Well, indeed! thought the lad; a pretty thing to forbid my seeing this.
So when the eight days were out, the man came home, and the first thing he said was:
“You haven’t been into any of these rooms, of course.”
“No, no; that I haven’t”, said the lad.
“I’ll soon see that”, said the man, and went at once into the room where the lad had been.
“Nay, but you have been in here”, said he; “and now you shall lose your life.”
Then the lad begged and prayed so hard that he got off with his life, but the man gave him a good thrashing. And when it was over, they were as good friends as ever.

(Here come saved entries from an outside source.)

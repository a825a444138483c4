//! Keyed Cache Module
//!
//! In-memory cache keyed by spacecraft id. The service layer reads through
//! it: successful store lookups populate it, and writes drop the entry for
//! the touched key so no stale value survives an update or delete.

use std::collections::HashMap;
use std::hash::Hash;
use std::sync::atomic::{AtomicU64, Ordering};
use std::sync::{PoisonError, RwLock};

use crate::cache::CacheStats;

// == Keyed Cache ==
/// Unbounded keyed cache with hit/miss/invalidation counters.
///
/// Entries never expire; they leave the cache only through `invalidate` or
/// `clear`. All methods take `&self` and hold the inner lock only for the
/// duration of a map operation, never across I/O.
#[derive(Debug)]
pub struct KeyedCache<K, V> {
    /// Key-value storage
    entries: RwLock<HashMap<K, V>>,
    /// Lookups answered from the map
    hits: AtomicU64,
    /// Lookups that found nothing
    misses: AtomicU64,
    /// Entries removed by invalidation
    invalidations: AtomicU64,
}

impl<K: Eq + Hash, V: Clone> KeyedCache<K, V> {
    // == Constructor ==
    /// Creates an empty cache with all counters at zero.
    pub fn new() -> Self {
        Self {
            entries: RwLock::new(HashMap::new()),
            hits: AtomicU64::new(0),
            misses: AtomicU64::new(0),
            invalidations: AtomicU64::new(0),
        }
    }

    // == Get ==
    /// Returns a clone of the cached value for `key`, if present.
    ///
    /// Records a hit or a miss.
    pub fn get(&self, key: &K) -> Option<V> {
        let entries = self.entries.read().unwrap_or_else(PoisonError::into_inner);
        match entries.get(key) {
            Some(value) => {
                self.hits.fetch_add(1, Ordering::Relaxed);
                Some(value.clone())
            }
            None => {
                self.misses.fetch_add(1, Ordering::Relaxed);
                None
            }
        }
    }

    // == Put ==
    /// Stores `value` under `key`, replacing any previous entry.
    ///
    /// A key holds at most one value, so putting twice leaves one entry.
    pub fn put(&self, key: K, value: V) {
        let mut entries = self.entries.write().unwrap_or_else(PoisonError::into_inner);
        entries.insert(key, value);
    }

    // == Invalidate ==
    /// Removes the entry for `key`, returning true if one was removed.
    ///
    /// Invalidating an absent key is a no-op, so repeated invalidation of
    /// the same key is safe. Only actual removals are counted.
    pub fn invalidate(&self, key: &K) -> bool {
        let removed = {
            let mut entries = self.entries.write().unwrap_or_else(PoisonError::into_inner);
            entries.remove(key).is_some()
        };
        if removed {
            self.invalidations.fetch_add(1, Ordering::Relaxed);
        }
        removed
    }

    // == Clear ==
    /// Removes every entry. Counters keep their values.
    #[allow(dead_code)]
    pub fn clear(&self) {
        let mut entries = self.entries.write().unwrap_or_else(PoisonError::into_inner);
        entries.clear();
    }

    // == Length ==
    /// Returns the current number of entries in the cache.
    pub fn len(&self) -> usize {
        self.entries
            .read()
            .unwrap_or_else(PoisonError::into_inner)
            .len()
    }

    // == Is Empty ==
    /// Returns true if the cache is empty.
    #[allow(dead_code)]
    pub fn is_empty(&self) -> bool {
        self.len() == 0
    }

    // == Stats ==
    /// Snapshot of the counters and the current entry count.
    pub fn stats(&self) -> CacheStats {
        CacheStats {
            hits: self.hits.load(Ordering::Relaxed),
            misses: self.misses.load(Ordering::Relaxed),
            invalidations: self.invalidations.load(Ordering::Relaxed),
            entries: self.len(),
        }
    }
}

impl<K: Eq + Hash, V: Clone> Default for KeyedCache<K, V> {
    fn default() -> Self {
        Self::new()
    }
}
//! Hangar - A spacecraft maintenance HTTP service
//!
//! Serves CRUD operations over a SQLite-backed fleet of spacecraft, with a
//! read-through cache in front of lookups by id.

mod api;
mod cache;
mod config;
mod error;
mod models;
mod observer;
mod service;
mod store;

use std::net::SocketAddr;
use std::sync::Arc;

use tokio::signal;
use tracing::info;
use tracing_subscriber::{layer::SubscriberExt, util::SubscriberInitExt};

use api::{create_router, AppState};
use config::Config;
use service::SpacecraftService;
use store::SqliteStore;

/// Main entry point for the spacecraft maintenance server.
///
/// # Startup Sequence
/// 1. Initialize tracing subscriber for logging
/// 2. Load configuration from environment variables
/// 3. Open the SQLite store and apply migrations
/// 4. Create the spacecraft service with its read cache
/// 5. Create Axum router with all endpoints
/// 6. Start HTTP server on configured port
/// 7. Handle graceful shutdown on SIGINT/SIGTERM
#[tokio::main]
async fn main() -> anyhow::Result<()> {
    // Initialize tracing subscriber with env filter
    // Defaults to "info" level, can be overridden with RUST_LOG env var
    tracing_subscriber::registry()
        .with(
            tracing_subscriber::EnvFilter::try_from_default_env()
                .unwrap_or_else(|_| "hangar=info,tower_http=info".into()),
        )
        .with(tracing_subscriber::fmt::layer())
        .init();

    info!("Starting Spaceship Maintenance Server");

    // Load configuration from environment variables
    let config = Config::from_env();
    info!(
        "Configuration loaded: database_path={}, port={}",
        config.database_path, config.server_port
    );

    // Open the store and bring the schema up to date
    let store = SqliteStore::open(&config.database_path).await?;
    info!("Store opened, migrations applied");

    // Create application state with the cached service
    let state = AppState::new(SpacecraftService::new(Arc::new(store)));

    // Create router with all endpoints
    let app = create_router(state);

    // Bind to configured port
    let addr = SocketAddr::from(([0, 0, 0, 0], config.server_port));
    let listener = tokio::net::TcpListener::bind(addr).await?;
    info!("Server listening on http://{}", addr);

    // Start server with graceful shutdown
    axum::serve(listener, app)
        .with_graceful_shutdown(shutdown_signal())
        .await?;

    info!("Server shutdown complete");
    Ok(())
}

/// Waits for shutdown signal (Ctrl+C or SIGTERM).
async fn shutdown_signal() {
    let ctrl_c = async {
        signal::ctrl_c()
            .await
            .expect("Failed to install Ctrl+C handler");
    };

    #[cfg(unix)]
    let terminate = async {
        signal::unix::signal(signal::unix::SignalKind::terminate())
            .expect("Failed to install SIGTERM handler")
            .recv()
            .await;
    };

    #[cfg(not(unix))]
    let terminate = std::future::pending::<()>();

    tokio::select! {
        _ = ctrl_c => {
            info!("Received Ctrl+C, initiating shutdown...");
        }
        _ = terminate => {
            info!("Received SIGTERM, initiating shutdown...");
        }
    }
}
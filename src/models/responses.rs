//! Response DTOs for the spacecraft API
//!
//! Defines the structure of outgoing HTTP response bodies.

use serde::Serialize;
use utoipa::ToSchema;

use crate::cache::CacheStats;

/// A single page of results plus paging metadata (GET /api/spacecraft)
#[derive(Debug, Clone, Serialize, ToSchema)]
pub struct Page<T> {
    /// The items on this page
    pub content: Vec<T>,
    /// Zero-based page index
    pub page: u32,
    /// Requested page size
    pub size: u32,
    /// Total number of items across all pages
    pub total_elements: u64,
    /// Total number of pages
    pub total_pages: u64,
}

impl<T> Page<T> {
    /// Creates a page, deriving `total_pages` from the total and the size.
    pub fn new(content: Vec<T>, page: u32, size: u32, total_elements: u64) -> Self {
        let total_pages = if size == 0 {
            0
        } else {
            total_elements.div_ceil(u64::from(size))
        };
        Self {
            content,
            page,
            size,
            total_elements,
            total_pages,
        }
    }
}

/// Response body for the stats endpoint (GET /stats)
#[derive(Debug, Clone, Serialize)]
pub struct StatsResponse {
    /// Number of lookups answered from the cache
    pub hits: u64,
    /// Number of lookups that fell through to the store
    pub misses: u64,
    /// Number of cached entries dropped by updates and deletes
    pub invalidations: u64,
    /// Current number of entries in the cache
    pub total_entries: usize,
    /// Hit rate (hits / (hits + misses))
    pub hit_rate: f64,
}

impl From<CacheStats> for StatsResponse {
    fn from(stats: CacheStats) -> Self {
        Self {
            hits: stats.hits,
            misses: stats.misses,
            invalidations: stats.invalidations,
            total_entries: stats.entries,
            hit_rate: stats.hit_rate(),
        }
    }
}

/// Response body for the health endpoint (GET /health)
#[derive(Debug, Clone, Serialize)]
pub struct HealthResponse {
    /// Health status (e.g., "healthy")
    pub status: String,
    /// Current timestamp in ISO 8601 format
    pub timestamp: String,
}

impl HealthResponse {
    /// Creates a new HealthResponse with current timestamp
    pub fn healthy() -> Self {
        Self {
            status: "healthy".to_string(),
            timestamp: chrono::Utc::now().to_rfc3339(),
        }
    }
}

/// Error response body for all error conditions
#[derive(Debug, Clone, Serialize, ToSchema)]
pub struct ErrorResponse {
    /// Error message describing what went wrong
    pub error: String,
}
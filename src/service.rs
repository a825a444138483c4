//! Spacecraft service: cached reads over the persistent store.
//!
//! Lookups by id go through a keyed cache. Writes go straight to the store
//! and invalidate the cached entry after the store write succeeds, so a
//! caller never observes a stale value once update or delete has returned.

use std::sync::Arc;

use tracing::{debug, info};

use crate::cache::{CacheStats, KeyedCache};
use crate::error::{Result, ServiceError};
use crate::models::{CreateSpacecraftRequest, Page, Spacecraft, UpdateSpacecraftRequest};
use crate::observer::{LookupObserver, NegativeIdLogger};
use crate::store::SpacecraftStore;

// == Spacecraft Service ==
/// Coordinates the store, the read cache and lookup observers.
pub struct SpacecraftService {
    store: Arc<dyn SpacecraftStore>,
    cache: KeyedCache<i64, Spacecraft>,
    observer: Arc<dyn LookupObserver>,
}

impl SpacecraftService {
    /// Create a service with the default negative-id logging observer.
    pub fn new(store: Arc<dyn SpacecraftStore>) -> Self {
        Self::with_observer(store, Arc::new(NegativeIdLogger))
    }

    /// Create a service with a custom lookup observer.
    pub fn with_observer(
        store: Arc<dyn SpacecraftStore>,
        observer: Arc<dyn LookupObserver>,
    ) -> Self {
        Self {
            store,
            cache: KeyedCache::new(),
            observer,
        }
    }

    /// Fetch a spacecraft by id, serving repeated lookups from the cache.
    ///
    /// The observer is notified before anything else happens. Negative ids
    /// are rejected before the cache or the store is touched. Only a
    /// successful lookup populates the cache: an absent id stays absent
    /// and is asked of the store again next time.
    ///
    /// # Errors
    ///
    /// Returns `ServiceError::NegativeId` for negative ids and
    /// `ServiceError::Store` when the store fails.
    pub async fn get_by_id(&self, id: i64) -> Result<Option<Spacecraft>> {
        self.observer.before_id_lookup(Some(id));
        info!("Fetching spacecraft with id: {}", id);

        if id < 0 {
            return Err(ServiceError::NegativeId(id));
        }

        if let Some(cached) = self.cache.get(&id) {
            debug!("Cache hit for spacecraft {}", id);
            return Ok(Some(cached));
        }

        debug!("Cache miss for spacecraft {}, querying store", id);
        let fetched = self.store.find_by_id(id).await?;
        if let Some(spacecraft) = &fetched {
            self.cache.put(id, spacecraft.clone());
        }

        Ok(fetched)
    }

    /// List spacecraft one page at a time. Pages bypass the cache.
    pub async fn list(&self, page: u32, size: u32) -> Result<Page<Spacecraft>> {
        info!("Listing spacecraft: page {} size {}", page, size);
        self.store.find_page(page, size).await
    }

    /// Find spacecraft whose name contains the fragment. Bypasses the cache.
    pub async fn search_by_name(&self, fragment: &str) -> Result<Vec<Spacecraft>> {
        info!("Searching spacecraft by name: {}", fragment);
        self.store.find_by_name_containing(fragment).await
    }

    /// Create a new spacecraft. The store assigns the id.
    pub async fn create(&self, request: CreateSpacecraftRequest) -> Result<Spacecraft> {
        let created = self
            .store
            .save(Spacecraft {
                id: None,
                name: request.name,
                kind: request.kind,
                origin: request.origin,
            })
            .await?;

        info!("Created spacecraft {:?}", created.id);
        Ok(created)
    }

    /// Replace an existing spacecraft and drop its cached entry.
    ///
    /// The cached value is invalidated after the store write, so the next
    /// lookup by this id reads the fresh row.
    ///
    /// # Errors
    ///
    /// Returns `ServiceError::NotFound` when no spacecraft has this id.
    pub async fn update(&self, id: i64, request: UpdateSpacecraftRequest) -> Result<Spacecraft> {
        let current = match self.store.find_by_id(id).await? {
            Some(found) => found,
            None => return Err(ServiceError::NotFound(id)),
        };

        let saved = self
            .store
            .save(Spacecraft {
                id: current.id,
                name: request.name,
                kind: request.kind,
                origin: request.origin,
            })
            .await?;

        self.cache.invalidate(&id);
        info!("Updated spacecraft {}", id);
        Ok(saved)
    }

    /// Delete a spacecraft and drop its cached entry.
    ///
    /// # Errors
    ///
    /// Returns `ServiceError::NotFound` when no spacecraft has this id.
    pub async fn delete(&self, id: i64) -> Result<()> {
        if !self.store.exists_by_id(id).await? {
            return Err(ServiceError::NotFound(id));
        }

        self.store.delete_by_id(id).await?;
        self.cache.invalidate(&id);
        info!("Deleted spacecraft {}", id);
        Ok(())
    }

    /// Snapshot of the cache statistics.
    pub fn cache_stats(&self) -> CacheStats {
        self.cache.stats()
    }
}
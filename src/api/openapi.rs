//! OpenAPI document for the spacecraft API
//!
//! Generated with utoipa from the handler annotations and the schema
//! derives on the DTOs, and served as plain JSON.

use axum::Json;
use utoipa::OpenApi;

use crate::models::{
    CreateSpacecraftRequest, ErrorResponse, Page, Spacecraft, UpdateSpacecraftRequest,
};

use super::handlers;

/// OpenAPI document covering the spacecraft endpoints.
#[derive(OpenApi)]
#[openapi(
    info(
        title = "Spaceship Maintenance API",
        version = "1.0",
        description = "REST API to manage spacecraft from series and films"
    ),
    tags(
        (name = "Spacecraft", description = "CRUD operations, paging and name search")
    ),
    paths(
        handlers::list_spacecraft,
        handlers::search_spacecraft,
        handlers::get_spacecraft,
        handlers::create_spacecraft,
        handlers::update_spacecraft,
        handlers::delete_spacecraft,
    ),
    components(schemas(
        Spacecraft,
        CreateSpacecraftRequest,
        UpdateSpacecraftRequest,
        Page<Spacecraft>,
        ErrorResponse,
    ))
)]
pub struct ApiDoc;

/// Handler for GET /api-docs/openapi.json
pub async fn openapi_handler() -> Json<utoipa::openapi::OpenApi> {
    Json(ApiDoc::openapi())
}

#[cfg(test)]
mod tests {
    use super::*;

    #[test]
    fn test_openapi_document_metadata() {
        let doc = ApiDoc::openapi();
        assert_eq!(doc.info.title, "Spaceship Maintenance API");
        assert_eq!(doc.info.version, "1.0");
    }

    #[test]
    fn test_openapi_document_covers_crud_paths() {
        let doc = ApiDoc::openapi();
        let paths = &doc.paths.paths;

        assert!(paths.contains_key("/api/spacecraft"));
        assert!(paths.contains_key("/api/spacecraft/{id}"));
        assert!(paths.contains_key("/api/spacecraft/find"));
    }

    #[test]
    fn test_openapi_document_serializes() {
        let doc = ApiDoc::openapi();
        let json = serde_json::to_string(&doc).unwrap();
        assert!(json.contains("Spaceship Maintenance API"));
    }
}
//! Hangar - A spacecraft maintenance HTTP service
//!
//! Serves CRUD operations over a SQLite-backed fleet of spacecraft, with a
//! read-through cache in front of lookups by id.

pub mod api;
pub mod cache;
pub mod config;
pub mod error;
pub mod models;
pub mod observer;
pub mod service;
pub mod store;

pub use api::AppState;
pub use config::Config;
pub use service::SpacecraftService;
//! Lookup observation hooks.
//!
//! Observers are notified before every id lookup and never influence the
//! outcome. The stock implementation logs a warning when a caller asks
//! for a negative id, which the service rejects right after.

use tracing::warn;

// == Observer Trait ==
/// Receives a notification before each lookup by id.
///
/// Implementations must not fail and must not assume an id is present:
/// callers may observe a lookup whose id could not be determined.
pub trait LookupObserver: Send + Sync {
    /// Called with the id about to be looked up, if one is known.
    fn before_id_lookup(&self, id: Option<i64>);
}

// == Negative Id Logger ==
/// Logs a warning whenever a negative spacecraft id is requested.
#[derive(Debug, Default)]
pub struct NegativeIdLogger;

impl LookupObserver for NegativeIdLogger {
    fn before_id_lookup(&self, id: Option<i64>) {
        if let Some(id) = id {
            if id < 0 {
                warn!("A ship with a negative ship id was requested: {}", id);
            }
        }
    }
}
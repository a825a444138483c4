//! Database schema migrations.
//!
//! Uses a simple version table to track applied migrations. Each migration
//! is a SQL batch that transforms the schema.

use std::num::ParseIntError;

use tokio_rusqlite::{params, Connection};

use crate::error::{Result, ServiceError};

/// Migration list: (version, SQL).
///
/// Migrations are applied in ascending version order; every batch is
/// idempotent via CREATE IF NOT EXISTS.
const MIGRATIONS: &[(&str, &str)] = &[("1", include_str!("../../migrations/001_spacecraft.sql"))];

/// Run any pending migrations.
///
/// Creates the `_migrations` table if it doesn't exist, checks the current
/// version, and applies any migrations that haven't been run yet.
///
/// # Arguments
///
/// * `conn` - Database connection
///
/// # Errors
///
/// Returns an error if a migration SQL fails to execute.
pub async fn run(conn: &Connection) -> Result<()> {
    conn.call(|conn| -> Result<()> {
        conn.execute(
            "CREATE TABLE IF NOT EXISTS _migrations (
                version INTEGER PRIMARY KEY,
                applied_at TEXT NOT NULL
            )",
            [],
        )?;

        let current: i64 = conn.query_row(
            "SELECT COALESCE(MAX(version), 0) FROM _migrations",
            [],
            |row| row.get(0),
        )?;

        for (version, sql) in MIGRATIONS {
            let version_num: i64 = version
                .parse()
                .map_err(|e: ParseIntError| ServiceError::Migration(e.to_string()))?;
            if version_num > current {
                conn.execute_batch(sql)?;
                conn.execute(
                    "INSERT INTO _migrations (version, applied_at) VALUES (?1, ?2)",
                    params![version_num, chrono::Utc::now().to_rfc3339()],
                )?;
            }
        }

        Ok(())
    })
    .await
    .map_err(ServiceError::from)
}
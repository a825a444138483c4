//! API Routes
//!
//! Configures the Axum router with all spacecraft endpoints.

use axum::{routing::get, Router};
use tower_http::{
    cors::{Any, CorsLayer},
    trace::TraceLayer,
};

use super::handlers::{
    create_spacecraft, delete_spacecraft, get_spacecraft, health_handler, list_spacecraft,
    search_spacecraft, stats_handler, update_spacecraft, AppState,
};
use super::openapi::openapi_handler;

/// Creates the main router with all endpoints configured.
///
/// # Endpoints
/// - `GET /api/spacecraft` - List spacecraft, paged
/// - `POST /api/spacecraft` - Register a new spacecraft
/// - `GET /api/spacecraft/find` - Search spacecraft by name fragment
/// - `GET /api/spacecraft/:id` - Fetch a spacecraft by id
/// - `PUT /api/spacecraft/:id` - Replace a spacecraft
/// - `DELETE /api/spacecraft/:id` - Delete a spacecraft
/// - `GET /api-docs/openapi.json` - OpenAPI document
/// - `GET /stats` - Cache statistics
/// - `GET /health` - Health check endpoint
///
/// # Middleware
/// - CORS: Allows any origin (configurable for production)
/// - Tracing: Logs all requests for debugging
pub fn create_router(state: AppState) -> Router {
    // Configure CORS middleware
    let cors = CorsLayer::new()
        .allow_origin(Any)
        .allow_methods(Any)
        .allow_headers(Any);

    // Build router with all endpoints
    Router::new()
        .route(
            "/api/spacecraft",
            get(list_spacecraft).post(create_spacecraft),
        )
        .route("/api/spacecraft/find", get(search_spacecraft))
        .route(
            "/api/spacecraft/:id",
            get(get_spacecraft)
                .put(update_spacecraft)
                .delete(delete_spacecraft),
        )
        .route("/api-docs/openapi.json", get(openapi_handler))
        .route("/stats", get(stats_handler))
        .route("/health", get(health_handler))
        .layer(cors)
        .layer(TraceLayer::new_for_http())
        .with_state(state)
}
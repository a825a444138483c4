//! Spacecraft domain model.

use serde::{Deserialize, Serialize};
use utoipa::ToSchema;

/// A spacecraft from a series or film.
///
/// `id` is assigned by the store on first save; a spacecraft built from a
/// create request starts out with `id: None`. Equality is structural over
/// all four fields, so two loads of the same row compare equal.
#[derive(Debug, Clone, PartialEq, Eq, Hash, Serialize, Deserialize, ToSchema)]
pub struct Spacecraft {
    /// Store-assigned identifier
    pub id: Option<i64>,
    /// Display name, e.g. "USS Enterprise"
    pub name: String,
    /// Craft classification, serialized as "type"
    #[serde(rename = "type")]
    pub kind: String,
    /// Series or film the craft appears in
    pub origin: String,
}
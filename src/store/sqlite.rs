//! SQLite-backed spacecraft store.
//!
//! Wraps a tokio-rusqlite Connection that runs statements on a background
//! thread. WAL mode keeps readers cheap while a write is in flight.

use std::path::Path;

use async_trait::async_trait;
use tokio_rusqlite::rusqlite;
use tokio_rusqlite::{params, Connection};

use super::{migrations, SpacecraftStore};
use crate::error::{Result, ServiceError};
use crate::models::{Page, Spacecraft};

// == Sqlite Store ==
/// Spacecraft store backed by a SQLite database.
#[derive(Clone, Debug)]
pub struct SqliteStore {
    conn: Connection,
}

impl SqliteStore {
    /// Open the database file at `path`.
    ///
    /// Creates the file if it doesn't exist, applies performance pragmas,
    /// and runs any pending migrations.
    pub async fn open(path: impl AsRef<Path>) -> Result<Self> {
        let conn = Connection::open(path).await.map_err(ServiceError::from)?;
        Self::prepare(conn).await
    }

    /// Open an in-memory database for testing.
    #[allow(dead_code)]
    pub async fn open_in_memory() -> Result<Self> {
        let conn = Connection::open_in_memory()
            .await
            .map_err(ServiceError::from)?;
        Self::prepare(conn).await
    }

    async fn prepare(conn: Connection) -> Result<Self> {
        conn.call(|conn| -> Result<()> {
            conn.execute_batch(
                "PRAGMA journal_mode=WAL;
                 PRAGMA synchronous=NORMAL;
                 PRAGMA temp_store=MEMORY;
                 PRAGMA foreign_keys=ON;",
            )?;
            Ok(())
        })
        .await
        .map_err(ServiceError::from)?;

        migrations::run(&conn).await?;

        Ok(Self { conn })
    }
}

fn row_to_spacecraft(row: &rusqlite::Row<'_>) -> rusqlite::Result<Spacecraft> {
    Ok(Spacecraft {
        id: row.get(0)?,
        name: row.get(1)?,
        kind: row.get(2)?,
        origin: row.get(3)?,
    })
}

#[async_trait]
impl SpacecraftStore for SqliteStore {
    async fn find_by_id(&self, id: i64) -> Result<Option<Spacecraft>> {
        self.conn
            .call(move |conn| -> Result<Option<Spacecraft>> {
                let result = conn.query_row(
                    "SELECT id, name, type, origin FROM spacecraft WHERE id = ?1",
                    params![id],
                    row_to_spacecraft,
                );

                match result {
                    Ok(s) => Ok(Some(s)),
                    Err(rusqlite::Error::QueryReturnedNoRows) => Ok(None),
                    Err(e) => Err(e.into()),
                }
            })
            .await
            .map_err(ServiceError::from)
    }

    async fn find_page(&self, page: u32, size: u32) -> Result<Page<Spacecraft>> {
        self.conn
            .call(move |conn| -> Result<Page<Spacecraft>> {
                let total: i64 =
                    conn.query_row("SELECT COUNT(*) FROM spacecraft", [], |row| row.get(0))?;

                let mut stmt = conn.prepare(
                    "SELECT id, name, type, origin FROM spacecraft ORDER BY id LIMIT ?1 OFFSET ?2",
                )?;
                // Saturates for huge page numbers; an offset past the last
                // row simply reads back an empty page.
                let offset = i64::from(page).saturating_mul(i64::from(size));
                let content = stmt
                    .query_map(params![i64::from(size), offset], row_to_spacecraft)?
                    .collect::<rusqlite::Result<Vec<_>>>()?;

                Ok(Page::new(content, page, size, total as u64))
            })
            .await
            .map_err(ServiceError::from)
    }

    async fn find_by_name_containing(&self, fragment: &str) -> Result<Vec<Spacecraft>> {
        let pattern = format!("%{fragment}%");
        self.conn
            .call(move |conn| -> Result<Vec<Spacecraft>> {
                let mut stmt = conn.prepare(
                    "SELECT id, name, type, origin FROM spacecraft WHERE name LIKE ?1 ORDER BY id",
                )?;
                let found = stmt
                    .query_map(params![pattern], row_to_spacecraft)?
                    .collect::<rusqlite::Result<Vec<_>>>()?;

                Ok(found)
            })
            .await
            .map_err(ServiceError::from)
    }

    async fn save(&self, spacecraft: Spacecraft) -> Result<Spacecraft> {
        self.conn
            .call(move |conn| -> Result<Spacecraft> {
                match spacecraft.id {
                    Some(id) => {
                        conn.execute(
                            "INSERT INTO spacecraft (id, name, type, origin)
                             VALUES (?1, ?2, ?3, ?4)
                             ON CONFLICT(id) DO UPDATE SET
                                name = excluded.name,
                                type = excluded.type,
                                origin = excluded.origin",
                            params![id, spacecraft.name, spacecraft.kind, spacecraft.origin],
                        )?;
                        Ok(spacecraft)
                    }
                    None => {
                        conn.execute(
                            "INSERT INTO spacecraft (name, type, origin) VALUES (?1, ?2, ?3)",
                            params![spacecraft.name, spacecraft.kind, spacecraft.origin],
                        )?;
                        let id = conn.last_insert_rowid();
                        Ok(Spacecraft {
                            id: Some(id),
                            ..spacecraft
                        })
                    }
                }
            })
            .await
            .map_err(ServiceError::from)
    }

    async fn delete_by_id(&self, id: i64) -> Result<()> {
        self.conn
            .call(move |conn| -> Result<()> {
                conn.execute("DELETE FROM spacecraft WHERE id = ?1", params![id])?;
                Ok(())
            })
            .await
            .map_err(ServiceError::from)
    }

    async fn exists_by_id(&self, id: i64) -> Result<bool> {
        self.conn
            .call(move |conn| -> Result<bool> {
                let exists: bool = conn.query_row(
                    "SELECT EXISTS(SELECT 1 FROM spacecraft WHERE id = ?1)",
                    params![id],
                    |row| row.get(0),
                )?;

                Ok(exists)
            })
            .await
            .map_err(ServiceError::from)
    }
}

Some time after the man set off again, and said he should be away fourteen days; but before he went he forbade the lad to go into any of the rooms he had not been in before; as for that he had been in, he might go into that, and welcome. Well, it was the same story aver again, except that the lad stood out eight days before he went in. In this room, too, he saw nothing but a shelf over the door, and a big stone, and a pitcher of water on it. Well, after all, there’s not much to be afraid of my seeing here, thought the lad.
But when the man came back, he asked if he had been into any of the rooms. No, the lad hadn’t done anything of the kind.